Authored by anlambert on Tue, May 28, 2:14 PM.

Details

Summary

It exists packages with corrupted tarballs uploaded on the npm registry.

This results in the following error reported by the loader:

[2019-05-08 03:27:54,488: ERROR/ForkPoolWorker-196] Loading failure, updating to `partial` status
Traceback (most recent call last):
  File "/usr/lib/python3/dist-packages/swh/loader/core/loader.py", line 895, in load
    more_data_to_fetch = self.fetch_data()
  File "/usr/lib/python3/dist-packages/swh/loader/npm/loader.py", line 203, in fetch_data
    data = next(self.new_versions)
  File "/usr/lib/python3/dist-packages/swh/loader/npm/client.py", line 149, in prepare_package_versions
    version_data)
  File "/usr/lib/python3/dist-packages/swh/loader/npm/client.py", line 182, in _prepare_package_version
    tarball.uncompress(filepath, path)
  File "/usr/lib/python3/dist-packages/swh/core/tarball.py", line 163, in uncompress
    raise ValueError('File %s is not a supported archive.' % tarpath)
ValueError: File /tmp/swh.loader.npm/swh.loader.npm.13oefc8p-17173/promjs/0.1.0/promjs-0.1.0.tgz is not a supported archive.
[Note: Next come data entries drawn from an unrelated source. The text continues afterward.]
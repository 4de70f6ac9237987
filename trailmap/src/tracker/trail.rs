//! Trail of visited positions.
//!
//! Append-only while a session is active: insertion order is temporal
//! order and nothing is deduplicated or rate limited here. The platform
//! already applies the watch interval.

use std::time::{Duration, Instant};

use crate::coord::Coordinate;

/// A single recorded point in the trail.
#[derive(Debug, Clone, Copy)]
pub struct TrailPoint {
    /// Recorded position.
    pub coordinate: Coordinate,
    /// When this point was recorded.
    pub recorded_at: Instant,
}

impl TrailPoint {
    /// Create a point recorded now.
    pub fn new(coordinate: Coordinate) -> Self {
        Self {
            coordinate,
            recorded_at: Instant::now(),
        }
    }

    /// Create a point with explicit timestamp (for testing).
    pub fn with_timestamp(coordinate: Coordinate, recorded_at: Instant) -> Self {
        Self {
            coordinate,
            recorded_at,
        }
    }
}

/// Ordered history of observed coordinates (oldest first).
///
/// # Usage
///
/// ```
/// use trailmap::tracker::Trail;
/// use trailmap::Coordinate;
///
/// let mut trail = Trail::new();
/// trail.push(Coordinate::new(1.0, 1.0));
/// trail.push(Coordinate::new(1.0, 1.0));
///
/// assert_eq!(trail.len(), 2);
/// assert_eq!(trail.latest(), Some(Coordinate::new(1.0, 1.0)));
/// ```
#[derive(Debug, Default, Clone)]
pub struct Trail {
    points: Vec<TrailPoint>,
}

impl Trail {
    /// Create an empty trail.
    pub fn new() -> Self {
        Self::default()
    }

    /// Append a coordinate recorded now.
    pub fn push(&mut self, coordinate: Coordinate) {
        self.points.push(TrailPoint::new(coordinate));
    }

    /// Append a coordinate with explicit timestamp (for testing).
    #[cfg(test)]
    pub fn push_at(&mut self, coordinate: Coordinate, recorded_at: Instant) {
        self.points
            .push(TrailPoint::with_timestamp(coordinate, recorded_at));
    }

    /// Number of recorded points.
    pub fn len(&self) -> usize {
        self.points.len()
    }

    /// Check if the trail has no points.
    pub fn is_empty(&self) -> bool {
        self.points.is_empty()
    }

    /// Remove all points.
    pub fn clear(&mut self) {
        self.points.clear();
    }

    /// Iterate over recorded points (oldest first).
    pub fn points(&self) -> impl Iterator<Item = &TrailPoint> {
        self.points.iter()
    }

    /// Copy of the coordinates in recording order, as drawn by the polyline.
    pub fn coordinates(&self) -> Vec<Coordinate> {
        self.points.iter().map(|p| p.coordinate).collect()
    }

    /// Most recent coordinate.
    pub fn latest(&self) -> Option<Coordinate> {
        self.points.last().map(|p| p.coordinate)
    }

    /// Time between the first and last recorded point.
    pub fn time_span(&self) -> Option<Duration> {
        let oldest = self.points.first()?;
        let newest = self.points.last()?;
        Some(newest.recorded_at.duration_since(oldest.recorded_at))
    }
}
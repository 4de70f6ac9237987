//! CLI command implementations.
//!
//! - [`config`] - Configuration management (path, list, init)
//! - [`replay`] - Feed a recorded track through the map session

pub mod config;
pub mod replay;
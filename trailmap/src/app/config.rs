//! Application configuration for `TrailmapApp`.

use std::path::Path;

use super::error::AppError;
use crate::config::ConfigFile;
use crate::lifecycle::LifecycleConfig;
use crate::logging::{self, LoggingGuard};
use crate::session::MapSessionConfig;
use crate::tracker::TrackerConfig;

/// Everything `TrailmapApp::start` needs, resolved from the config file.
#[derive(Debug, Clone, Default)]
pub struct AppConfig {
    pub tracker: TrackerConfig,
    pub session: MapSessionConfig,
    pub lifecycle: LifecycleConfig,
    /// Source file values, kept for logging setup and display.
    pub file: ConfigFile,
}

impl AppConfig {
    /// Load from `path`, or from `~/.trailmap/config.ini` when `None`.
    pub fn load(path: Option<&Path>) -> Result<Self, AppError> {
        let file = match path {
            Some(path) => ConfigFile::load_from(path)?,
            None => ConfigFile::load()?,
        };
        Ok(Self::from_config_file(file))
    }

    /// Derive component settings from a parsed config file.
    pub fn from_config_file(file: ConfigFile) -> Self {
        Self {
            tracker: file.tracker_config(),
            session: MapSessionConfig {
                watch: file.watch_options(),
                camera: file.camera_settings(),
            },
            lifecycle: file.lifecycle,
            file,
        }
    }

    /// Install file and stdout logging as configured in `[logging]`.
    pub fn init_logging(&self) -> Result<LoggingGuard, AppError> {
        logging::init_logging(&self.file.logging.directory, &self.file.logging.file)
            .map_err(AppError::Logging)
    }
}

#[cfg(test)]
mod tests {
    use super::*;
    use crate::position::AccuracyTier;
    use std::time::Duration;
    use tempfile::TempDir;

    #[test]
    fn test_load_from_path() {
        let temp_dir = TempDir::new().unwrap();
        let path = temp_dir.path().join("config.ini");
        std::fs::write(
            &path,
            "[tracking]\naccuracy = low\nfix_timeout_ms = 2500\n[lifecycle]\nsuspend_on_background = true\n",
        )
        .unwrap();

        let config = AppConfig::load(Some(&path)).unwrap();

        assert_eq!(config.session.watch.accuracy, AccuracyTier::Low);
        assert_eq!(config.tracker.fix_timeout, Duration::from_millis(2500));
        assert!(config.lifecycle.suspend_on_background);
    }

    #[test]
    fn test_invalid_file_is_config_error() {
        let temp_dir = TempDir::new().unwrap();
        let path = temp_dir.path().join("config.ini");
        std::fs::write(&path, "[camera]\nmin_zoom = huge\n").unwrap();

        assert!(matches!(
            AppConfig::load(Some(&path)),
            Err(AppError::Config(_))
        ));
    }
}
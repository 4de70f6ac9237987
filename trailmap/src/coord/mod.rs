//! Geographic coordinate value type.
//!
//! [`Coordinate`] is the unit every other module exchanges: the position
//! service produces it, the tracker stores it in the trail and the camera
//! controller centers on it.

mod types;

pub use types::{CoordError, Coordinate, MAX_LAT, MAX_LON, MIN_LAT, MIN_LON};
So skip associated package release processing but keep a reference of it in the produced
snapshot (i.e. indicate we found the release but we could not process it).

Related T1726

Test Plan

A new test has been added.

Diff Detail

Repository
rDLDNPM npm loader
Lint
Automatic diff as part of commit; lint not applicable.
Unit
Automatic diff as part of commit; unit tests not applicable.

Event Timeline

anlambert created this revision.Tue, May 28, 2:14 PM

Out of curiosity, did you check what the tarball actually look like?

ardumont accepted this revision.Tue, May 28, 2:28 PM

Sounds fine btw

This revision is now accepted and ready to land.Tue, May 28, 2:28 PM
This revision was automatically updated to reflect the committed changes.